Sandra Trittin is the founder and head of business development of Swiss-based Tiko, which developed one of the world’s first “virtual power plants” using loads such as heating and hot water rather than batteries. It is now looking for opportunities in Australia.
Tiko’s approach is a ready answer to those who would claim that there is not enough “storage” and demand flexibility in Australia’s grid. It’s there, locked in the regular devices we use – air conditioners, heaters, water heaters, and pool pumps. It just needs to be harnessed.
And, of course, there is the extraordinary resource from Australia’s rooftop solar resources – at more than 7GW and rising quickly – and the expected sharp uptake in battery storage.
Ahead of her appearance at the upcoming All Energy conference in Melbourne, we talked with Trittin about Tiko’s plans for Australia.
Sandra, briefly tell us what Tiko is and wants to do.
Tiko is a technology platform which offers two major services in one. On one side it is providing a Virtual Power Plant for the energy industry, providing reliable and secure all kind of energy and grid services (e.g. wholesale arbitrage, local grid stabilization, frequency regulation) with any kind of connected electrical devices (e.g. water heater, aircon, batteries, charging stations, heat pumps, pool pumps, back up generators).
Today we have more than 100 MW integrated and within the next year the number of connections should rise up to 50’000 devices. The main countries of operations are Switzerland, France, Germany and Austria.
Each of the countries has different requirements for energy and grid services and with each of our partners we have built up a different and innovative business model.
“What opportunities do you see in Australia?

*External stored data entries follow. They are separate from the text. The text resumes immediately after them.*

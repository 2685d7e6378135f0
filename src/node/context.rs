use std::panic::{self, AssertUnwindSafe};
use std::sync::Arc;

use crate::cache::fingerprint::Fingerprint;
use crate::cache::row::RowPin;
use crate::cache::store::{Begin, Lookup, RowCache};
use crate::foundation::core::{ChannelSet, FrameTime, NodeId, XRange};
use crate::foundation::error::{EngineError, EngineResult, RowFailure};
use crate::interest::coordinator::{Interest, RowRequest};
use crate::interest::pool::WorkerPool;
use crate::node::instance::NodeInstance;

/// Services available to a node while it computes one row.
///
/// Upstream reads go through the shared cache, so they are single-flight with every other
/// consumer and usually hit rows the engine already prefetched.
pub struct RowContext<'a> {
    cache: &'a RowCache,
    pool: &'a WorkerPool,
    instance: &'a NodeInstance,
    time: FrameTime,
}

impl<'a> RowContext<'a> {
    pub(crate) fn new(
        cache: &'a RowCache,
        pool: &'a WorkerPool,
        instance: &'a NodeInstance,
        time: FrameTime,
    ) -> Self {
        Self {
            cache,
            pool,
            instance,
            time,
        }
    }

    pub fn time(&self) -> FrameTime {
        self.time
    }

    pub fn node_id(&self) -> NodeId {
        self.instance.id()
    }

    /// `true` if input `slot` is wired.
    pub fn has_input(&self, slot: usize) -> bool {
        self.instance.input(slot).is_some()
    }

    /// Fetch one upstream row, computing it on this thread if nobody has it in flight.
    ///
    /// The returned row covers at least `x_range` and `channels`; read it by absolute x and by
    /// channel, not by offset.
    pub fn input_row(
        &self,
        slot: usize,
        y: i32,
        x_range: XRange,
        channels: ChannelSet,
    ) -> EngineResult<RowPin> {
        let input = self.connected(slot)?;
        let (x_range, channels) = input.widen(y, y, x_range, channels);
        let version = input.effective_version();
        let fp = input.fingerprint(version, y, self.time, x_range, channels);
        fetch_row(self.cache, self.pool, input, fp)
            .map_err(|failure| EngineError::evaluation(failure.to_string()))
    }

    /// Open (unclaimed) an interest over scanlines `[y_start, y_end]` of an input.
    ///
    /// Like [`input_row`](RowContext::input_row), the rows may be wider than asked for.
    pub fn input_interest(
        &self,
        slot: usize,
        y_start: i32,
        y_end: i32,
        x_range: XRange,
        channels: ChannelSet,
    ) -> EngineResult<Interest> {
        let input = self.connected(slot)?;
        let (x_range, channels) = input.widen(y_start, y_end, x_range, channels);
        let request = RowRequest::new(y_start, y_end, x_range, self.time, channels)?;
        Ok(Interest::new(
            Arc::clone(input),
            request,
            self.cache,
            self.pool,
        ))
    }

    fn connected(&self, slot: usize) -> EngineResult<&'a Arc<NodeInstance>> {
        self.instance.input(slot).ok_or_else(|| {
            EngineError::graph(format!(
                "input {slot} of node '{}' is not connected",
                self.instance.name()
            ))
        })
    }
}

/// Blocking single-flight fetch: hit, or take over / reserve and compute inline, or wait.
pub(crate) fn fetch_row(
    cache: &RowCache,
    pool: &WorkerPool,
    instance: &NodeInstance,
    fp: Fingerprint,
) -> Result<RowPin, RowFailure> {
    match cache.lookup_or_reserve(fp, instance.node().cache_priority())? {
        Lookup::Hit(pin) => Ok(pin),
        Lookup::Reserved(reservation) => match cache.begin(reservation) {
            Begin::Run(reservation) => {
                let data = compute_row(cache, pool, instance, &fp);
                cache.publish(reservation, data)
            }
            Begin::Joined(outcome) => outcome,
        },
    }
}

/// Run the node for one fingerprint. Errors and panics become a [`RowFailure`].
pub(crate) fn compute_row(
    cache: &RowCache,
    pool: &WorkerPool,
    instance: &NodeInstance,
    fp: &Fingerprint,
) -> Result<Vec<f32>, RowFailure> {
    let ctx = RowContext::new(cache, pool, instance, fp.time);
    let result = panic::catch_unwind(AssertUnwindSafe(|| {
        instance
            .node()
            .get(&ctx, fp.y, fp.time, fp.x_range, fp.channels)
    }));
    match result {
        Ok(Ok(data)) => Ok(data),
        Ok(Err(err)) => Err(RowFailure::new(fp.node, fp.y, err.to_string())),
        Err(payload) => {
            let msg = payload
                .downcast_ref::<&str>()
                .map(|s| (*s).to_string())
                .or_else(|| payload.downcast_ref::<String>().cloned())
                .unwrap_or_else(|| "node panicked".to_string());
            Err(RowFailure::new(fp.node, fp.y, format!("panic: {msg}")))
        }
    }
}
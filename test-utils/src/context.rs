use sea_orm::{sea_query::TableCreateStatement, ConnectionTrait, Database, DatabaseConnection};

use crate::error::TestError;

/// Test context containing the database connection for a single test.
///
/// Provides an in-memory SQLite database for isolated repository, service and router
/// tests. The connection is created lazily on first access and lives as long as the
/// context does.
pub struct TestContext {
    /// Optional database connection to the in-memory SQLite instance.
    ///
    /// Initialized lazily when `database()` is first called.
    pub db: Option<DatabaseConnection>,
}

impl TestContext {
    /// Creates a new empty test context.
    ///
    /// # Returns
    /// - New `TestContext` instance with no database connection
    pub fn new() -> Self {
        Self { db: None }
    }

    /// Gets or creates the in-memory SQLite database connection.
    ///
    /// SQLite enforces foreign keys on connections opened this way, so cascading
    /// deletes behave as they do on PostgreSQL.
    ///
    /// # Returns
    /// - `Ok(&DatabaseConnection)` - Reference to the database connection
    /// - `Err(TestError::Database)` - Failed to connect to in-memory SQLite database
    pub async fn database(&mut self) -> Result<&DatabaseConnection, TestError> {
        match self.db {
            Some(ref db) => Ok(db),
            None => {
                let db = Database::connect("sqlite::memory:").await?;

                let db_ref = self.db.insert(db);

                Ok(&*db_ref)
            }
        }
    }

    /// Creates database tables from the provided CREATE TABLE statements.
    ///
    /// Executes each statement in sequence. Typically called by `TestBuilder::build()`
    /// rather than directly.
    ///
    /// # Arguments
    /// - `stmts` - CREATE TABLE statements to execute, referenced tables first
    ///
    /// # Returns
    /// - `Ok(())` - All tables created successfully
    /// - `Err(TestError::Database)` - Failed to create one or more tables
    pub async fn with_tables(&mut self, stmts: Vec<TableCreateStatement>) -> Result<(), TestError> {
        let db = self.database().await?;

        for stmt in stmts {
            db.execute(&stmt).await?;
        }

        Ok(())
    }
}

impl Default for TestContext {
    fn default() -> Self {
        Self::new()
    }
}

In Australia there is a huge number of existing decentralized assets like aircons, water heater, pool pumps etc. and at the same time new assets like solar, batteries and charging stations are picking up.
To manage the energy turnaround successfully it is not only about distributing new decentralized energy resources but also how to integrate them into the existing energy system successfully and efficiently. We see a huge opportunity for cloud-based platforms which are able to connect any kind of device, independent of the device supplier, and on the other side integrate successfully into existing energy systems.
For the adoption and integration of VPPs in the future, there are two challenges to be managed.
The first one is on the side of the VPP services, VPPs have be able to perform services as conventional power stations, switching easily from one to the other and being efficiently integrated into existing portfolios.
The second challenge is on the adoption rate of device owners. Where it is getting more and more common with commercial and industrial companies to join for example DR programs, on the residential side new business models have to be implemented to make VPPs attractive and economical efficient.
It is possible but it requires existing players in the energy market to think in new ways. It opens for them new opportunities to create revenue and differentiate on the market. If these two challenges are managed VPPs will play and important role in the demand/supply equation of the industry.
Sandra Trittin will be speaking at the All Energy conference on October 3 in a special session on virtual power plants.